• _What the exercise asks_:
With the line containing "let (key, signing_key, cached)" as the start and the line containing "let claims = Claims" as the end, transcribe that span of the entries below exactly, including both.

[Records from a data source]
<<<<

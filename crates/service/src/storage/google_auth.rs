//! OAuth access tokens for the Sheets API.
//!
//! Either a pre-issued bearer token or a service-account key exchanged
//! through the JWT-bearer grant. Exchanged tokens are reused until shortly
//! before they expire.

use chrono::Utc;
use configs::SheetsCredentials;
use jsonwebtoken::{encode, Algorithm, EncodingKey, Header};
use serde::{Deserialize, Serialize};
use tokio::sync::Mutex;
use tracing::{debug, info};

use crate::errors::StoreError;

pub const SHEETS_SCOPE: &str = "https://www.googleapis.com/auth/spreadsheets";
const JWT_BEARER_GRANT: &str = "urn:ietf:params:oauth:grant-type:jwt-bearer";
const DEFAULT_TOKEN_URI: &str = "https://oauth2.googleapis.com/token";
/// Refresh this many seconds before the reported expiry.
const EXPIRY_SKEW_SECS: i64 = 60;
const ASSERTION_LIFETIME_SECS: i64 = 3600;

/// The fields of a Google service-account key file that the grant needs.
#[derive(Debug, Clone, Deserialize)]
pub struct ServiceAccountKey {
    pub client_email: String,
    pub private_key: String,
    #[serde(default = "default_token_uri")]
    pub token_uri: String,
}

fn default_token_uri() -> String {
    DEFAULT_TOKEN_URI.to_string()
}

#[derive(Serialize)]
struct Claims<'a> {
    iss: &'a str,
    scope: &'a str,
    aud: &'a str,
    iat: i64,
    exp: i64,
}

#[derive(Deserialize)]
struct TokenResponse {
    access_token: String,
    #[serde(default = "default_expires_in")]
    expires_in: i64,
}

fn default_expires_in() -> i64 {
    ASSERTION_LIFETIME_SECS
}

struct CachedToken {
    token: String,
    expires_at: i64,
}

pub enum TokenSource {
    Static(String),
    ServiceAccount {
        key: ServiceAccountKey,
        signing_key: EncodingKey,
        cached: Mutex<Option<CachedToken>>,
    },
}

impl TokenSource {
    pub fn from_credentials(creds: &SheetsCredentials) -> Result<Self, StoreError> {
        let json = match creds {
            SheetsCredentials::AccessToken(token) => return Ok(Self::Static(token.clone())),
            SheetsCredentials::ServiceAccountJson(json) => json.clone(),
            SheetsCredentials::ServiceAccountFile(path) => std::fs::read_to_string(path)
                .map_err(|e| StoreError::Auth(format!("cannot read service account key {path}: {e}")))?,
        };
        let key: ServiceAccountKey = serde_json::from_str(&json)
            .map_err(|e| StoreError::Auth(format!("invalid service account key: {e}")))?;
        Self::service_account(key)
    }

    pub fn service_account(key: ServiceAccountKey) -> Result<Self, StoreError> {
        let signing_key = EncodingKey::from_rsa_pem(key.private_key.as_bytes())
            .map_err(|e| StoreError::Auth(format!("invalid service account private key: {e}")))?;
        info!(client_email = %key.client_email, "using service account credentials");
        Ok(Self::ServiceAccount { key, signing_key, cached: Mutex::new(None) })
    }

    /// A bearer token valid for at least the next minute.
    pub async fn access_token(&self, http: &reqwest::Client) -> Result<String, StoreError> {
        let (key, signing_key, cached) = match self {
            Self::Static(token) => return Ok(token.clone()),
            Self::ServiceAccount { key, signing_key, cached } => (key, signing_key, cached),
        };

        let now = Utc::now().timestamp();
        let mut slot = cached.lock().await;
        if let Some(t) = slot.as_ref().filter(|t| t.expires_at - EXPIRY_SKEW_SECS > now) {
            return Ok(t.token.clone());
        }

        let claims = Claims {
            iss: &key.client_email,
            scope: SHEETS_SCOPE,
            aud: &key.token_uri,
            iat: now,
            exp: now + ASSERTION_LIFETIME_SECS,
        };
        let assertion = encode(&Header::new(Algorithm::RS256), &claims, signing_key)
            .map_err(|e| StoreError::Auth(e.to_string()))?;

        let resp = http
            .post(&key.token_uri)
            .form(&[("grant_type", JWT_BEARER_GRANT), ("assertion", assertion.as_str())])
            .send()
            .await?;
        if !resp.status().is_success() {
            let status = resp.status().as_u16();
            let body = resp.text().await.unwrap_or_default();
            return Err(StoreError::Auth(format!("token endpoint returned {status}: {body}")));
        }
        let token: TokenResponse = resp.json().await.map_err(|e| StoreError::Decode(e.to_string()))?;
        debug!(expires_in = token.expires_in, "access token issued");

        *slot = Some(CachedToken { token: token.access_token.clone(), expires_at: now + token.expires_in });
        Ok(token.access_token)
    }
}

>>>>

• _Answer space_:
        let (key, signing_key, cached) = match self {
            Self::Static(token) => return Ok(token.clone()),
            Self::ServiceAccount { key, signing_key, cached } => (key, signing_key, cached),
        };

        let now = Utc::now().timestamp();
        let mut slot = cached.lock().await;
        if let Some(t) = slot.as_ref().filter(|t| t.expires_at - EXPIRY_SKEW_SECS > now) {
            return Ok(t.token.clone());
        }

        let claims = Claims {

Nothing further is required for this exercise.